Underage sex tourism is booming in Colombia; in Cuba, child prostitution is reaching alarming levels; and in Asia, sex tourism involving children is growing exponentially.
According to some, paying for sex abroad is a means to escape from the #MeToo movement back home.
“The only way to fight #MeToo is to sleep with prostitutes, or save up for sex tourism,” says Mac, an online forum commentator. And he isn’t alone.
According to a recent study done by Ending the Sexual Exploitation of Children (ECPAT), sex tourism isn’t just about prostitution: Western men, apparently, particularly enjoy feeling superior in developing regions of the world.
In other words, sex tourism isn’t just about sex: it’s about power.
But what about the happy hooker narrative? That is to say, the claim that women choose prostitution of their own volition, because they enjoy or feel “empowered” through selling sex?
Few people realize how many women and girls are trafficked or coerced into prostitution, how many of them have very few viable options to earn an income.
[E]ven in countries like Germany or the Netherlands, where prostitution is completely legal, the majority of prostituted women aren’t German or Dutch, but Eastern or Central European, North African, or Slavic — in other words, women with fewer options than their Western counterparts.
Awareness is key to ending the sexual exploitation of women and girls, human trafficking, and sex tourism.
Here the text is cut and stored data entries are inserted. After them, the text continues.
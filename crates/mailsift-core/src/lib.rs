//! # mailsift-core
//!
//! Filtering logic for the `Mailsift` content filter.
//!
//! This crate provides:
//! - **Classifier** - tokenizer, vocabulary, naive Bayes model and versioned
//!   snapshots with hot reload
//! - **Recipient policy** - ordered regex rules deciding who gets filtered
//! - **Content rewriting** - subject prefix and diagnostic headers
//! - **Delivery** - relay to the next-hop SMTP server with per-recipient
//!   refusals
//! - **Pipeline** - the per-envelope flow tying everything together

#![warn(missing_docs)]
#![warn(clippy::all)]
#![warn(clippy::pedantic)]
#![forbid(unsafe_code)]

pub mod classifier;
pub mod config;
mod error;
pub mod forward;
pub mod pipeline;
pub mod policy;
pub mod rewrite;

pub use classifier::{
    ArtifactHeader, ClassifierService, FeatureTransform, Label, Model, ModelKind, SnapshotStore,
    SparseVector, Tokenizer, VectorizerKind, Vocabulary,
};
pub use config::{ClassifierConfig, Config, FilterConfig, LogConfig, RuleConfig, ServerConfig};
pub use error::{Error, Result};
pub use forward::{DeliveryForwarder, NextHop, Refusal, RefusalMap};
pub use pipeline::{Envelope, Pipeline, format_response};
pub use policy::{RecipientPolicy, RecipientRule};
pub use rewrite::ContentRewriter;

pub use mailsift_mime::{ContentExtractor, MailContent};
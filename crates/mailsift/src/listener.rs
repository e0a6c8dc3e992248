//! Inbound socket: TCP `host:port` or a unix socket path.

use std::io;
use std::path::{Path, PathBuf};
use std::sync::Arc;

use mailsift_core::Pipeline;
use tokio::net::{TcpListener, UnixListener};
use tracing::{debug, info, warn};

use crate::session::{self, SessionSettings};

/// A bound inbound socket.
pub enum Listener {
    /// TCP listener.
    Tcp(TcpListener),
    /// Unix listener and its socket file.
    Unix(UnixListener, PathBuf),
}

impl Listener {
    /// Binds `address`. An address containing `/` is a unix socket path; a
    /// stale socket file at that path is removed first.
    pub async fn bind(address: &str) -> io::Result<Self> {
        if address.contains('/') {
            let path = PathBuf::from(address);
            remove_stale_socket(&path)?;
            let listener = UnixListener::bind(&path)?;
            info!(path = %path.display(), "listening on unix socket");
            Ok(Self::Unix(listener, path))
        } else {
            let listener = TcpListener::bind(address).await?;
            info!(address = %listener.local_addr()?, "listening");
            Ok(Self::Tcp(listener))
        }
    }

    /// Accepts connections forever, one task per session.
    pub async fn run(&self, pipeline: Arc<Pipeline>, settings: Arc<SessionSettings>) {
        loop {
            let accepted = match self {
                Self::Tcp(listener) => listener.accept().await.map(|(stream, addr)| {
                    let peer = addr.ip().to_string();
                    spawn_session(stream, Some(peer), &pipeline, &settings);
                }),
                Self::Unix(listener, _) => listener.accept().await.map(|(stream, _)| {
                    spawn_session(stream, None, &pipeline, &settings);
                }),
            };
            if let Err(err) = accepted {
                warn!(error = %err, "accept failed");
            }
        }
    }
}

impl Drop for Listener {
    fn drop(&mut self) {
        if let Self::Unix(_, path) = self {
            let _ = std::fs::remove_file(path);
        }
    }
}

fn spawn_session<S>(
    stream: S,
    peer: Option<String>,
    pipeline: &Arc<Pipeline>,
    settings: &Arc<SessionSettings>,
) where
    S: tokio::io::AsyncRead + tokio::io::AsyncWrite + Unpin + Send + 'static,
{
    let pipeline = Arc::clone(pipeline);
    let settings = Arc::clone(settings);
    tokio::spawn(async move {
        debug!(peer = peer.as_deref().unwrap_or("unix"), "session opened");
        if let Err(err) = session::run(stream, peer, &pipeline, &settings).await {
            debug!(error = %err, "session ended with error");
        }
    });
}

fn remove_stale_socket(path: &Path) -> io::Result<()> {
    match std::fs::remove_file(path) {
        Ok(()) => {
            debug!(path = %path.display(), "removed stale socket");
            Ok(())
        }
        Err(err) if err.kind() == io::ErrorKind::NotFound => Ok(()),
        Err(err) => Err(err),
    }
}
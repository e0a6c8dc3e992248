//! Error types for message parsing and content extraction.

/// Result type alias for this crate.
pub type Result<T> = std::result::Result<T, Error>;

/// Errors raised while reading message structure.
///
/// Extraction itself never fails; malformed parts degrade to raw bytes.
#[derive(Debug, thiserror::Error)]
pub enum Error {
    /// A `Content-Type` value without a `type/subtype` pair.
    #[error("Invalid content type: {0}")]
    InvalidContentType(String),

    /// A body that is not valid Base64.
    #[error("Base64 decode error: {0}")]
    Base64Decode(#[from] base64::DecodeError),

    /// A subject-tag pattern failed to compile.
    #[error("Invalid subject pattern: {0}")]
    Pattern(#[from] regex::Error),
}
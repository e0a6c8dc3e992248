//! # mailsift-mime
//!
//! Just enough MIME to turn a raw message into what the classifier reads: a
//! normalized sender, a subject with earlier spam tags removed, and a
//! plain-text body.
//!
//! ## Features
//!
//! - **Header parsing**: folded headers, case-insensitive lookup, original order
//! - **Encoded words**: RFC 2047 `B` and `Q` decoding in any charset `encoding_rs` knows
//! - **Transfer encodings**: Base64 and Quoted-Printable bodies
//! - **Multipart**: nested multipart trees, attachments skipped
//! - **Body preference**: HTML rendered to text, plain text otherwise
//!
//! ## Quick Start
//!
//! ```ignore
//! use mailsift_mime::ContentExtractor;
//!
//! let raw = b"From: Shop <deals@example.com>\r\n\
//!             Subject: *** SPAM *** Cheap watches\r\n\
//!             \r\n\
//!             Buy now!\r\n";
//!
//! let extractor = ContentExtractor::default();
//! let content = extractor.extract(raw);
//! assert_eq!(content.subject, "Cheap watches");
//! ```

#![warn(missing_docs)]
#![warn(clippy::all)]
#![warn(clippy::pedantic)]
#![forbid(unsafe_code)]

mod content;
mod content_type;
mod error;
mod header;
mod message;

pub mod encoding;

pub use content::{ContentExtractor, DEFAULT_MAX_BODY_CHARS, DEFAULT_SPAM_SUBJECT_PATTERNS, MailContent};
pub use content_type::ContentType;
pub use error::{Error, Result};
pub use header::{HeaderBoundary, Headers, find_header_boundary, split_header_block};
pub use message::{Message, Part, TransferEncoding};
Matekaire believes that #MeToo can help women all around the world, because victims’ voices are heard, survivors are sharing their experiences, and some governments are finally taking action.
She sees the new legislation being implemented in various European countries — like Northern Ireland, Ireland, and France — that treats prostitution as an issue of women’s rights, penalizing the johns instead of the women, as an example of this.
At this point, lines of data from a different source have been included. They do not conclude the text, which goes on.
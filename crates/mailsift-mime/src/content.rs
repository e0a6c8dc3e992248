//! Reduction of a raw message to the text the classifier sees.

use crate::error::Result;
use crate::message::Message;
use regex::{Regex, RegexBuilder};
use tracing::debug;

/// Subject prefixes left by earlier filtering passes.
pub const DEFAULT_SPAM_SUBJECT_PATTERNS: &[&str] =
    &[r"^\s*\*+\s*SPAM\s*\*+\s*", r"^\s*\*+\s*AI\-SPAM\s*\*+\s*"];

/// Default number of body characters kept.
pub const DEFAULT_MAX_BODY_CHARS: usize = 50_000;

/// The (sender, subject, body) triple derived from one message.
#[derive(Debug, Clone, Default, PartialEq, Eq)]
pub struct MailContent {
    /// Decoded `From` header with whitespace collapsed.
    pub sender: String,
    /// Decoded `Subject` header with spam tags removed.
    pub subject: String,
    /// Plain-text body, truncated.
    pub body: String,
}

impl MailContent {
    /// Creates content from its parts.
    #[must_use]
    pub fn new(
        sender: impl Into<String>,
        subject: impl Into<String>,
        body: impl Into<String>,
    ) -> Self {
        Self {
            sender: sender.into(),
            subject: subject.into(),
            body: body.into(),
        }
    }
}

/// Extracts [`MailContent`] from raw message bytes.
#[derive(Debug, Clone)]
pub struct ContentExtractor {
    subject_patterns: Vec<Regex>,
    max_body_chars: usize,
}

impl ContentExtractor {
    /// Creates an extractor. Patterns are matched case-insensitively.
    ///
    /// # Errors
    ///
    /// Returns an error if a pattern does not compile.
    pub fn new<S: AsRef<str>>(patterns: &[S], max_body_chars: usize) -> Result<Self> {
        let subject_patterns = patterns
            .iter()
            .map(|pattern| {
                RegexBuilder::new(pattern.as_ref())
                    .case_insensitive(true)
                    .build()
            })
            .collect::<std::result::Result<Vec<_>, _>>()?;

        Ok(Self {
            subject_patterns,
            max_body_chars,
        })
    }

    /// Extracts the classification triple.
    ///
    /// HTML is preferred over plain text when both are present and is
    /// rendered to text first. Attachments are never read.
    #[must_use]
    pub fn extract(&self, raw: &[u8]) -> MailContent {
        let message = Message::parse(raw);

        let sender = message
            .from()
            .map(|from| from.split_whitespace().collect::<Vec<_>>().join(" "))
            .unwrap_or_default();
        let subject = self.strip_subject(&message.subject().unwrap_or_default());

        let body = if let Some(part) = message.html_part() {
            render_html(&part.body_text())
        } else {
            message
                .text_part()
                .map(crate::message::Part::body_text)
                .unwrap_or_default()
        };

        MailContent {
            sender,
            subject,
            body: truncate_chars(body, self.max_body_chars),
        }
    }

    /// Removes every configured spam tag from a subject, in pattern order.
    #[must_use]
    pub fn strip_subject(&self, subject: &str) -> String {
        self.subject_patterns
            .iter()
            .fold(subject.to_string(), |subject, pattern| {
                pattern.replace_all(&subject, "").into_owned()
            })
    }
}

impl Default for ContentExtractor {
    fn default() -> Self {
        let subject_patterns = DEFAULT_SPAM_SUBJECT_PATTERNS
            .iter()
            .filter_map(|pattern| {
                RegexBuilder::new(pattern)
                    .case_insensitive(true)
                    .build()
                    .ok()
            })
            .collect();

        Self {
            subject_patterns,
            max_body_chars: DEFAULT_MAX_BODY_CHARS,
        }
    }
}

fn render_html(html: &str) -> String {
    htmd::convert(html).unwrap_or_else(|err| {
        debug!(error = %err, "html rendering failed, using markup as text");
        html.to_string()
    })
}

fn truncate_chars(mut text: String, max_chars: usize) -> String {
    if let Some((index, _)) = text.char_indices().nth(max_chars) {
        text.truncate(index);
    }
    text
}

#[cfg(test)]
#[allow(clippy::unwrap_used, clippy::needless_collect)]
mod tests {
    use super::*;
    use proptest::prelude::*;

    #[test]
    fn test_extract_plain() {
        let raw = b"From: \"Shop\"\r\n   <deals@example.com>\r\n\
Subject: *** SPAM *** Cheap watches\r\n\
\r\n\
Buy now\r\n";
        let content = ContentExtractor::default().extract(raw);
        assert_eq!(content.sender, "\"Shop\" <deals@example.com>");
        assert_eq!(content.subject, "Cheap watches");
        assert_eq!(content.body, "Buy now\r\n");
    }

    #[test]
    fn test_extract_strips_both_default_tags() {
        let extractor = ContentExtractor::default();
        assert_eq!(
            extractor.strip_subject("** SPAM ** *** ai-spam *** Hello"),
            "Hello"
        );
        assert_eq!(extractor.strip_subject("Re: SPAM filter"), "Re: SPAM filter");
    }

    #[test]
    fn test_extract_prefers_html() {
        let raw = b"Subject: =?utf-8?Q?Caf=C3=A9?=\r\n\
Content-Type: multipart/alternative; boundary=x\r\n\
\r\n\
--x\r\n\
Content-Type: text/plain\r\n\
\r\n\
plain version\r\n\
--x\r\n\
Content-Type: text/html\r\n\
\r\n\
<p>html <b>version</b></p>\r\n\
--x--\r\n";
        let content = ContentExtractor::default().extract(raw);
        assert_eq!(content.subject, "Café");
        assert!(content.body.contains("html"));
        assert!(content.body.contains("version"));
        assert!(!content.body.contains("<p>"));
    }

    #[test]
    fn test_extract_without_headers_or_text() {
        let content = ContentExtractor::default().extract(b"\r\n");
        assert_eq!(content, MailContent::default());
    }

    #[test]
    fn test_body_is_truncated() {
        let extractor = ContentExtractor::new(DEFAULT_SPAM_SUBJECT_PATTERNS, 3).unwrap();
        let content = extractor.extract("Subject: x\n\nhéllo".as_bytes());
        assert_eq!(content.body, "hél");
    }

    #[test]
    fn test_invalid_pattern() {
        assert!(ContentExtractor::new(&["("], 10).is_err());
    }

    proptest! {
        #[test]
        fn prop_body_never_exceeds_limit(body in "\\PC{0,200}", limit in 0usize..100) {
            let extractor = ContentExtractor::new(&[] as &[&str], limit).unwrap();
            let raw = format!("Subject: s\r\n\r\n{body}");
            let content = extractor.extract(raw.as_bytes());
            prop_assert!(content.body.chars().count() <= limit);
        }
    }
}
Sex tourism is a $1 billion a year industry — among the top five largest industries within the world — but profits are concentrated in the hands of pimps, hotels, tour operators, etc., not the prostituted women and girls themselves. The profit made through the sexual exploitation of children for tourism is estimated to be worth $20 billion USD per year.
It’s a billion dollar industry where men enjoy all the fun and profit, and where women and girls suffer, often with nowhere to turn for help.